Most Asian currencies have posted solid spot returns against the USD this year
The Korean Won is the leading Asian currency on the year, as domestic growth holds up and the Bank of Korea raising rates for the first time in 6 years. Even though it was a "dovish hike", it signals that the central bank is looking to tighten monetary policy - following a similar pattern as developed economies in Europe and North America.
The top four currencies in Asia have somewhat of a similar pattern. The MYR, THB, and TWD all posted solid gains on the year - and their central banks are expected to kick off their respective tightening cycles as well. After Korea, Malaysia's central bank is expected to move in 1H 2018. Meanwhile, Thailand and Taiwan's central banks are expected to raise rates either by the end of next year or in early 2019. But if global growth remains upbeat, we could see those timelines be pushed forward.

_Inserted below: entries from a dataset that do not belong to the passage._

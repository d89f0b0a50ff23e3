//! Include/exclude pattern compilation and candidate filtering.
//!
//! Patterns are parsed once per run and immutable afterward. Evaluation is
//! exclude-wins: a matching exclude drops a candidate unless an at least as
//! specific negated exclude re-includes it, which permits exceptions
//! underneath an excluded ancestor directory.
use crate::paths::RootedPath;
use crate::warnings::WarningEvent;
use anyhow::{bail, Result};

/// Pattern shape, decided at parse time.
#[derive(Debug, Clone, Copy, PartialEq, Eq)]
pub enum PatternKind {
    /// Single segment, no wildcards. Matches the candidate basename.
    Literal,
    /// Single segment with wildcards. Matches the candidate basename.
    Wildcard,
    /// Multiple segments. Anchored patterns match from the root; floating
    /// patterns match starting at any segment boundary.
    MultiSegment,
}

/// A parsed include or exclude token.
#[derive(Debug, Clone, PartialEq, Eq)]
pub struct PatternSpec {
    pub raw: String,
    pub anchored: bool,
    pub directory_only: bool,
    pub negated: bool,
    pub segments: Vec<String>,
    pub kind: PatternKind,
}

impl PatternSpec {
    /// Parse one raw token. Negation is legal only when `allow_negation` is
    /// set (excludes); anywhere else it is a configuration error.
    pub fn parse(raw: &str, allow_negation: bool) -> Result<Self> {
        let mut rest = raw;
        let negated = rest.starts_with('!');
        if negated {
            if !allow_negation {
                bail!("negated pattern {raw} is only legal in excludes");
            }
            rest = &rest[1..];
        }
        let anchored = rest.starts_with('/');
        if anchored {
            rest = &rest[1..];
        }
        let directory_only = rest.ends_with('/');
        if directory_only {
            rest = &rest[..rest.len() - 1];
        }
        if rest.is_empty() {
            bail!("pattern {raw} is empty after stripping markers");
        }
        let segments: Vec<String> = rest.split('/').map(str::to_string).collect();
        if segments.iter().any(String::is_empty) {
            bail!("pattern {raw} contains an empty segment");
        }
        let kind = if segments.len() > 1 {
            PatternKind::MultiSegment
        } else if segments[0].contains(['*', '?']) {
            PatternKind::Wildcard
        } else {
            PatternKind::Literal
        };
        Ok(PatternSpec {
            raw: raw.to_string(),
            anchored,
            directory_only,
            negated,
            segments,
            kind,
        })
    }

    /// Test one candidate, given as its canonical relative segments.
    pub fn matches(&self, candidate: &[&str]) -> bool {
        if candidate.is_empty() {
            return false;
        }
        match self.kind {
            PatternKind::Literal | PatternKind::Wildcard => {
                if self.directory_only {
                    // Subtree match on any directory segment (first segment
                    // only when anchored). The final segment is the file
                    // itself and cannot name a directory.
                    let dirs = &candidate[..candidate.len() - 1];
                    if self.anchored {
                        dirs.first()
                            .is_some_and(|segment| glob_segment(&self.segments[0], segment))
                    } else {
                        dirs.iter()
                            .any(|segment| glob_segment(&self.segments[0], segment))
                    }
                } else if self.anchored {
                    candidate.len() == 1 && glob_segment(&self.segments[0], candidate[0])
                } else {
                    glob_segment(&self.segments[0], candidate[candidate.len() - 1])
                }
            }
            PatternKind::MultiSegment => {
                let starts: Vec<usize> = if self.anchored {
                    vec![0]
                } else {
                    (0..candidate.len()).collect()
                };
                starts.into_iter().any(|start| {
                    let run = &candidate[start..];
                    if run.len() < self.segments.len() {
                        return false;
                    }
                    let aligned = self
                        .segments
                        .iter()
                        .zip(run)
                        .all(|(pattern, segment)| glob_segment(pattern, segment));
                    if !aligned {
                        return false;
                    }
                    // Directory patterns cover the whole subtree; file
                    // patterns must consume through the final segment.
                    self.directory_only || run.len() == self.segments.len()
                })
            }
        }
    }

    /// Rank used to decide whether a negated exclude is specific enough to
    /// override a matching exclude. More segments beat fewer; a file pattern
    /// beats a directory pattern of the same depth.
    fn specificity(&self) -> usize {
        self.segments.len() * 2 + usize::from(!self.directory_only)
    }
}

/// Segment-level glob: `*` matches any run, `?` matches one character.
fn glob_segment(pattern: &str, text: &str) -> bool {
    let pattern: Vec<char> = pattern.chars().collect();
    let text: Vec<char> = text.chars().collect();
    glob_chars(&pattern, &text)
}

fn glob_chars(pattern: &[char], text: &[char]) -> bool {
    match pattern.first() {
        None => text.is_empty(),
        Some('*') => {
            (0..=text.len()).any(|skip| glob_chars(&pattern[1..], &text[skip..]))
        }
        Some('?') => !text.is_empty() && glob_chars(&pattern[1..], &text[1..]),
        Some(ch) => text.first() == Some(ch) && glob_chars(&pattern[1..], &text[1..]),
    }
}

/// Compiled include/exclude sets for one run.
#[derive(Debug, Clone)]
pub struct EffectiveScope {
    pub includes: Vec<PatternSpec>,
    pub excludes: Vec<PatternSpec>,
}

/// Per-pattern match counts, in pattern order. Used for unmatched-pattern
/// diagnostics.
#[derive(Debug, Clone, Default)]
pub struct EvalStats {
    pub include_matches: Vec<usize>,
    pub exclude_matches: Vec<usize>,
}

pub fn compile_scope(includes: &[String], excludes: &[String]) -> Result<EffectiveScope> {
    let includes = includes
        .iter()
        .map(|raw| PatternSpec::parse(raw, false))
        .collect::<Result<Vec<_>>>()?;
    let excludes = excludes
        .iter()
        .map(|raw| PatternSpec::parse(raw, true))
        .collect::<Result<Vec<_>>>()?;
    Ok(EffectiveScope { includes, excludes })
}

/// Filter discovered candidates into the eligible set. Candidates arrive and
/// leave in canonical sorted order.
pub fn evaluate(scope: &EffectiveScope, candidates: &[RootedPath]) -> (Vec<RootedPath>, EvalStats) {
    let mut stats = EvalStats {
        include_matches: vec![0; scope.includes.len()],
        exclude_matches: vec![0; scope.excludes.len()],
    };
    let mut eligible = Vec::new();
    for candidate in candidates {
        // Filesystem-root-anchored candidates carry a leading slash; the
        // empty leading segment is not a matchable component.
        let segments: Vec<&str> = candidate
            .rel()
            .split('/')
            .filter(|segment| !segment.is_empty())
            .collect();
        let mut excluded_specificity: Option<usize> = None;
        let mut reinclude_specificity: Option<usize> = None;
        for (idx, exclude) in scope.excludes.iter().enumerate() {
            if !exclude.matches(&segments) {
                continue;
            }
            stats.exclude_matches[idx] += 1;
            let rank = exclude.specificity();
            let slot = if exclude.negated {
                &mut reinclude_specificity
            } else {
                &mut excluded_specificity
            };
            *slot = Some(slot.map_or(rank, |prev| prev.max(rank)));
        }
        let dropped = match (excluded_specificity, reinclude_specificity) {
            (Some(excl), Some(reinc)) => reinc < excl,
            (Some(_), None) => true,
            (None, _) => false,
        };
        if dropped {
            continue;
        }
        let mut included = scope.includes.is_empty();
        for (idx, include) in scope.includes.iter().enumerate() {
            if include.matches(&segments) {
                stats.include_matches[idx] += 1;
                included = true;
            }
        }
        if included {
            eligible.push(candidate.clone());
        }
    }
    (eligible, stats)
}

/// Warnings for patterns that matched nothing, in deterministic pattern order
/// (includes before excludes). Patterns sourced from defaults never warn.
pub fn unmatched_pattern_warnings(
    root: &str,
    scope: &EffectiveScope,
    stats: &EvalStats,
    from_default_includes: bool,
    from_default_excludes: bool,
) -> Vec<WarningEvent> {
    let mut warnings = Vec::new();
    if !from_default_includes {
        for (pattern, count) in scope.includes.iter().zip(&stats.include_matches) {
            if *count == 0 {
                warnings.push(WarningEvent::pattern_unmatched(root, &pattern.raw));
            }
        }
    }
    if !from_default_excludes {
        for (pattern, count) in scope.excludes.iter().zip(&stats.exclude_matches) {
            if *count == 0 {
                warnings.push(WarningEvent::pattern_unmatched(root, &pattern.raw));
            }
        }
    }
    warnings
}

#[cfg(test)]
mod tests {
    use super::*;
    use crate::paths::RootedPath;
    use std::path::PathBuf;

    fn candidate(rel: &str) -> RootedPath {
        RootedPath::new(PathBuf::from(format!("/repo/{rel}")), rel.to_string())
    }

    fn scope(includes: &[&str], excludes: &[&str]) -> EffectiveScope {
        let includes: Vec<String> = includes.iter().map(|s| s.to_string()).collect();
        let excludes: Vec<String> = excludes.iter().map(|s| s.to_string()).collect();
        compile_scope(&includes, &excludes).unwrap()
    }

    #[test]
    fn parse_classifies_kinds_and_markers() {
        let literal = PatternSpec::parse("b.py", true).unwrap();
        assert_eq!(literal.kind, PatternKind::Literal);
        assert!(!literal.anchored && !literal.directory_only && !literal.negated);

        let wildcard = PatternSpec::parse("*.pyi", true).unwrap();
        assert_eq!(wildcard.kind, PatternKind::Wildcard);

        let multi = PatternSpec::parse("/src/gen/", true).unwrap();
        assert_eq!(multi.kind, PatternKind::MultiSegment);
        assert!(multi.anchored && multi.directory_only);

        let negated = PatternSpec::parse("!vendor/keep.py", true).unwrap();
        assert!(negated.negated);
    }

    #[test]
    fn negation_is_illegal_in_includes() {
        assert!(PatternSpec::parse("!a.py", false).is_err());
        assert!(compile_scope(&["!a.py".to_string()], &[]).is_err());
    }

    #[test]
    fn basename_patterns_match_at_any_depth() {
        let spec = PatternSpec::parse("b.py", true).unwrap();
        assert!(spec.matches(&["b.py"]));
        assert!(spec.matches(&["src", "b.py"]));
        assert!(!spec.matches(&["src", "b.pyx"]));

        let wild = PatternSpec::parse("*.py", true).unwrap();
        assert!(wild.matches(&["src", "deep", "a.py"]));
        assert!(!wild.matches(&["src", "a.rs"]));
    }

    #[test]
    fn anchored_single_segment_matches_root_files_only() {
        let spec = PatternSpec::parse("/setup.py", true).unwrap();
        assert!(spec.matches(&["setup.py"]));
        assert!(!spec.matches(&["pkg", "setup.py"]));
    }

    #[test]
    fn directory_patterns_cover_the_subtree() {
        let floating = PatternSpec::parse("gen/", true).unwrap();
        assert!(floating.matches(&["src", "gen", "a.py"]));
        assert!(floating.matches(&["gen", "a.py"]));
        assert!(!floating.matches(&["src", "gen"]));

        let anchored = PatternSpec::parse("/gen/", true).unwrap();
        assert!(anchored.matches(&["gen", "a.py"]));
        assert!(!anchored.matches(&["src", "gen", "a.py"]));
    }

    #[test]
    fn multi_segment_floating_matches_any_boundary() {
        let spec = PatternSpec::parse("tests/data.py", true).unwrap();
        assert!(spec.matches(&["tests", "data.py"]));
        assert!(spec.matches(&["pkg", "tests", "data.py"]));
        assert!(!spec.matches(&["tests", "deep", "data.py"]));
    }

    #[test]
    fn exclude_drops_unless_negated_exception_matches() {
        let scope = scope(&[], &["vendor/", "!vendor/keep.py"]);
        let candidates = vec![
            candidate("src/a.py"),
            candidate("vendor/dropped.py"),
            candidate("vendor/keep.py"),
        ];
        let (eligible, _) = evaluate(&scope, &candidates);
        let rels: Vec<&str> = eligible.iter().map(|c| c.rel()).collect();
        assert_eq!(rels, vec!["src/a.py", "vendor/keep.py"]);
    }

    #[test]
    fn less_specific_negation_does_not_override() {
        // A basename-level negation is broader than an exact path exclude.
        let scope = scope(&[], &["vendor/dropped.py", "!dropped.py"]);
        let candidates = vec![candidate("vendor/dropped.py")];
        let (eligible, _) = evaluate(&scope, &candidates);
        assert!(eligible.is_empty());
    }

    #[test]
    fn includes_gate_when_present() {
        let scope = scope(&["*.py"], &[]);
        let candidates = vec![candidate("src/a.py"), candidate("README.md")];
        let (eligible, stats) = evaluate(&scope, &candidates);
        assert_eq!(eligible.len(), 1);
        assert_eq!(stats.include_matches, vec![1]);
    }

    #[test]
    fn unmatched_patterns_warn_in_pattern_order() {
        let scope = scope(&["*.rs", "*.py"], &["missing/"]);
        let candidates = vec![candidate("src/a.py")];
        let (_, stats) = evaluate(&scope, &candidates);
        let warnings = unmatched_pattern_warnings("repo", &scope, &stats, false, false);
        let patterns: Vec<&str> = warnings
            .iter()
            .filter_map(|w| w.pattern.as_deref())
            .collect();
        assert_eq!(patterns, vec!["*.rs", "missing/"]);
    }

    #[test]
    fn default_sourced_patterns_never_warn() {
        let scope = scope(&["*.rs"], &[]);
        let (_, stats) = evaluate(&scope, &[]);
        assert!(unmatched_pattern_warnings("repo", &scope, &stats, true, true).is_empty());
    }

    #[test]
    fn end_to_end_exclude_scenario() {
        let scope = scope(&[], &["b.py"]);
        let candidates = vec![candidate("src/a.py"), candidate("src/b.py")];
        let (eligible, stats) = evaluate(&scope, &candidates);
        let rels: Vec<&str> = eligible.iter().map(|c| c.rel()).collect();
        assert_eq!(rels, vec!["src/a.py"]);
        assert_eq!(stats.exclude_matches, vec![1]);
    }
}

The biggest potential headwind for Asian markets (emerging Asia in particular) will be further Fed rate hikes. Despite three hikes in 2017, US 10-year yields have failed to receive a boost as it closes the year near where it ended in 2016 (2.44%).
But if more rate hikes come into the picture and lift US yields higher, we could see Asian currencies start to lag as portfolio rebalancing starts to come into play. However, looking at things this could take quite a while before that happens. And that's likely to keep the emerging market party going on for quite some time.
The other potential headwind is that the relative strength of Asian currencies may put a dent on export competitiveness. That's something that may come back to bite countries like South Korea and China.
But looking at the bigger picture, it's really until yields in the US start climbing will we see the emerging market party come to a halt. Otherwise, stocks and bonds in emerging Asia are too attractive for fund managers and investors to pass up.